One phrase, three identities
When you create an account, your device generates a 12-word recovery phrase (a BIP-39 mnemonic). From it, Pampalo deterministically derives three identities, each with a distinct job:
- EVM address — your public Ethereum address: the cleartext, on-chain handle that pays gas and holds public balances. The only identity anyone sees in the clear.
- Poseidon identifier — the unlinkable owner of your private notes. It proves ownership inside a zero-knowledge proof without revealing your EVM address, so private activity can't be traced back to you.
- Envelope key — a secp256k1 key others encrypt to when they send you a private note, so only you can read the note's secret off-chain.

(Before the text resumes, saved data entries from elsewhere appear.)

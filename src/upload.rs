//! File intake and the upload-to-analysis orchestration.
//!
//! One upload is one pass: precondition check, a single multipart call to
//! the inference service, normalization, a best-effort bookkeeping insert,
//! and a cancellation check before the result is applied. No retry, no
//! automatic resubmission.

use std::fs;
use std::path::Path;

use thiserror::Error;

use crate::backend::datastore::RecordStore;
use crate::backend::inference::InferenceApi;
use crate::cancel::CancelToken;
use crate::models::analysis::AnalysisResult;
use crate::session::SessionContext;

/// Advisory accept list shown next to the drop zone; file presence is the
/// only enforced check.
pub const ACCEPTED_EXTENSIONS: &[&str] = &["nii", "nii.gz", "dcm", "jpg", "jpeg", "png"];

/// Transient in-memory scan captured from a drop or manual selection.
/// Never persisted by this system.
#[derive(Debug, Clone)]
pub struct UploadedScan {
    pub file_name: String,
    pub size_bytes: u64,
    pub bytes: Vec<u8>,
}

impl UploadedScan {
    /// Capture a scan file. Fails only if the file cannot be read.
    pub fn from_path(path: &Path) -> std::io::Result<Self> {
        let bytes = fs::read(path)?;
        let file_name = path
            .file_name()
            .map(|n| n.to_string_lossy().into_owned())
            .unwrap_or_else(|| "scan".to_string());
        Ok(Self {
            file_name,
            size_bytes: bytes.len() as u64,
            bytes,
        })
    }

    /// Size in megabytes, as surfaced next to the file name.
    pub fn size_mb(&self) -> f64 {
        self.size_bytes as f64 / 1024.0 / 1024.0
    }
}

#[derive(Debug, Error)]
pub enum UploadError {
    /// Precondition: the patient identity must be resolved before submitting.
    #[error("Patient information not found. Please sign in again.")]
    MissingIdentity,

    /// The inference call failed or returned non-success; nothing persisted.
    #[error("Error analyzing MRI scan: {0}")]
    AnalysisBackend(String),

    /// The screen was left before the result arrived; the result is
    /// discarded rather than applied.
    #[error("Upload cancelled")]
    Cancelled,
}

/// Orchestrates one upload against the inference service and the data store.
pub struct AnalysisOrchestrator<'a> {
    inference: &'a dyn InferenceApi,
    store: &'a dyn RecordStore,
}

impl<'a> AnalysisOrchestrator<'a> {
    pub fn new(inference: &'a dyn InferenceApi, store: &'a dyn RecordStore) -> Self {
        Self { inference, store }
    }

    /// Submit one scan for analysis.
    ///
    /// Runs to completion or to a single terminal failure. A bookkeeping
    /// insert failure is logged and the in-memory result still returned:
    /// "analysis succeeded" and "bookkeeping succeeded" are deliberately
    /// decoupled. The caller transitions to the report screen only after
    /// both steps have been attempted.
    pub fn submit(
        &self,
        scan: &UploadedScan,
        session: &SessionContext,
        token: &CancelToken,
    ) -> Result<AnalysisResult, UploadError> {
        let Some(patient_id) = session.patient_id() else {
            // No network call may go out without a resolved patient id.
            return Err(UploadError::MissingIdentity);
        };
        if token.is_cancelled() {
            return Err(UploadError::Cancelled);
        }

        tracing::info!(
            file = %scan.file_name,
            size_mb = format!("{:.2}", scan.size_mb()),
            patient = %patient_id,
            "submitting scan for analysis",
        );

        let payload = self
            .inference
            .analyze(
                &scan.file_name,
                scan.bytes.clone(),
                patient_id,
                session.display_name(),
            )
            .map_err(|e| UploadError::AnalysisBackend(e.to_string()))?;

        if token.is_cancelled() {
            // The screen is gone; do not apply the result or keep writing
            // bookkeeping on its behalf.
            tracing::info!(file = %scan.file_name, "discarding analysis result after cancellation");
            return Err(UploadError::Cancelled);
        }

        let result = AnalysisResult::from_payload(payload);

        if let Err(e) = self.store.insert_analysis(&result) {
            tracing::warn!(error = %e, "analysis bookkeeping insert failed");
        }

        tracing::info!(
            tumor_detected = result.tumor_detected,
            confidence = result.confidence,
            tumor_type = %result.tumor_type,
            "analysis complete",
        );
        Ok(result)
    }
}

#[cfg(test)]
mod tests {
    use super::*;
    use crate::backend::datastore::MemoryStore;
    use crate::backend::inference::{InferenceError, MockInference};
    use crate::models::analysis::InferencePayload;
    use crate::models::patient::PatientRecord;
    use crate::models::profile::{Identity, Profile, UserRole};
    use uuid::Uuid;

    fn payload() -> InferencePayload {
        serde_json::from_str(
            r#"{
                "tumor_detected": true,
                "confidence": 94.5,
                "tumor_type": "Glioblastoma",
                "severity": "high",
                "recommendations": ["Consult your neurologist for further review."],
                "ai_model": "DenseNet-121",
                "slices_analyzed": 156
            }"#,
        )
        .unwrap()
    }

    fn session(with_patient: bool) -> SessionContext {
        let user_id = Uuid::new_v4();
        SessionContext {
            access_token: "test-token".to_string(),
            identity: Identity {
                id: user_id,
                email: "john@example.com".to_string(),
            },
            profile: Profile {
                id: user_id,
                full_name: "John Anderson".to_string(),
                email: "john@example.com".to_string(),
                role: UserRole::Patient,
            },
            patient: with_patient.then(|| PatientRecord {
                id: Uuid::new_v4(),
                user_id,
                date_of_birth: None,
                height: None,
                weight: None,
                blood_group: None,
                address: None,
                phone: None,
            }),
        }
    }

    fn scan() -> UploadedScan {
        UploadedScan {
            file_name: "scan.nii".to_string(),
            size_bytes: 3,
            bytes: vec![1, 2, 3],
        }
    }

    #[test]
    fn missing_identity_short_circuits_without_network_call() {
        let inference = MockInference::returning(payload());
        let store = MemoryStore::new();
        let orchestrator = AnalysisOrchestrator::new(&inference, &store);

        let err = orchestrator
            .submit(&scan(), &session(false), &CancelToken::new())
            .unwrap_err();

        assert!(matches!(err, UploadError::MissingIdentity));
        assert_eq!(inference.call_count(), 0);
    }

    #[test]
    fn backend_failure_is_terminal_and_persists_nothing() {
        let inference = MockInference::failing();
        let store = MemoryStore::new();
        let orchestrator = AnalysisOrchestrator::new(&inference, &store);

        let err = orchestrator
            .submit(&scan(), &session(true), &CancelToken::new())
            .unwrap_err();

        match err {
            UploadError::AnalysisBackend(message) => {
                assert!(message.contains("Internal Server Error"));
            }
            other => panic!("expected AnalysisBackend, got {other:?}"),
        }
        assert!(store.inserted_analyses().is_empty());
    }

    #[test]
    fn success_persists_a_pure_projection_of_the_response() {
        let inference = MockInference::returning(payload());
        let store = MemoryStore::new();
        let orchestrator = AnalysisOrchestrator::new(&inference, &store);

        let result = orchestrator
            .submit(&scan(), &session(true), &CancelToken::new())
            .unwrap();

        let inserted = store.inserted_analyses();
        assert_eq!(inserted.len(), 1);
        let row = &inserted[0];
        assert_eq!(row.tumor_detected, result.tumor_detected);
        assert_eq!(row.tumor_type, "Glioblastoma");
        assert_eq!(row.severity.as_deref(), Some("high"));
        assert_eq!(
            row.recommendations,
            vec!["Consult your neurologist for further review.".to_string()],
        );
        assert_eq!(row.slices_analyzed, Some(156));
        assert!((row.confidence - 0.945).abs() < 1e-9);
    }

    #[test]
    fn request_carries_patient_identity_fields() {
        let inference = MockInference::returning(payload());
        let store = MemoryStore::new();
        let orchestrator = AnalysisOrchestrator::new(&inference, &store);
        let session = session(true);

        orchestrator
            .submit(&scan(), &session, &CancelToken::new())
            .unwrap();

        let (file, patient_id, patient_name) = inference.last_request().unwrap();
        assert_eq!(file, "scan.nii");
        assert_eq!(Some(patient_id), session.patient_id());
        assert_eq!(patient_name, "John Anderson");
    }

    #[test]
    fn bookkeeping_failure_is_non_fatal() {
        let inference = MockInference::returning(payload());
        let store = MemoryStore::new();
        store.fail_inserts();
        let orchestrator = AnalysisOrchestrator::new(&inference, &store);

        let result = orchestrator
            .submit(&scan(), &session(true), &CancelToken::new())
            .unwrap();
        assert!(result.tumor_detected);
    }

    #[test]
    fn pre_cancelled_token_skips_the_network_call() {
        let inference = MockInference::returning(payload());
        let store = MemoryStore::new();
        let orchestrator = AnalysisOrchestrator::new(&inference, &store);

        let token = CancelToken::new();
        token.cancel();
        let err = orchestrator
            .submit(&scan(), &session(true), &token)
            .unwrap_err();

        assert!(matches!(err, UploadError::Cancelled));
        assert_eq!(inference.call_count(), 0);
    }

    /// Inference stub that cancels the token mid-flight, as if the user
    /// navigated away while the request was outstanding.
    struct CancellingInference {
        token: CancelToken,
        inner: MockInference,
    }

    impl InferenceApi for CancellingInference {
        fn analyze(
            &self,
            file_name: &str,
            bytes: Vec<u8>,
            patient_id: Uuid,
            patient_name: &str,
        ) -> Result<crate::models::analysis::InferencePayload, InferenceError> {
            self.token.cancel();
            self.inner.analyze(file_name, bytes, patient_id, patient_name)
        }
    }

    #[test]
    fn completion_after_cancellation_is_discarded() {
        let token = CancelToken::new();
        let inference = CancellingInference {
            token: token.clone(),
            inner: MockInference::returning(payload()),
        };
        let store = MemoryStore::new();
        let orchestrator = AnalysisOrchestrator::new(&inference, &store);

        let err = orchestrator
            .submit(&scan(), &session(true), &token)
            .unwrap_err();

        assert!(matches!(err, UploadError::Cancelled));
        assert!(store.inserted_analyses().is_empty());
    }

    #[test]
    fn scan_reports_size_in_megabytes() {
        let scan = UploadedScan {
            file_name: "scan.nii".to_string(),
            size_bytes: 2 * 1024 * 1024,
            bytes: Vec::new(),
        };
        assert!((scan.size_mb() - 2.0).abs() < 1e-9);
    }
}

Your passkey holds the keys
Your recovery phrase never leaves your device in the clear. It's encrypted once under a random data key (AES-256-GCM). Each passkey you register — stored on your device or in your password manager — produces a stable secret via the WebAuthn PRF extension; that secret derives a wrapping key that seals the data key. A passkey without PRF can't create or unlock a Pampalo account.
To sign in or authorise a transaction, your passkey re-derives the wrapping key, unwraps the data key, and decrypts the recovery phrase — all on your device. The server is only ever handed:
- your encrypted recovery phrase (ciphertext), and
- the public WebAuthn material needed to verify a passkey ceremony,
stored against an opaque credential id that isn't traceable to you or your device. Only your passkey can decrypt the stored secret (at time of writing, pre-quantum).
Why this matters
If Pampalo's database leaks or a server is compromised, all an attacker gets is ciphertext encrypted under keys you control — no recovery phrases, no spendable secrets, and no link between an account and an EVM address.
This doesn't remove every attack vector, but Pampalo is client-side first by design: it pushes power back to its users and removes the "honey pots" of plaintext user data that traditional web apps accumulate.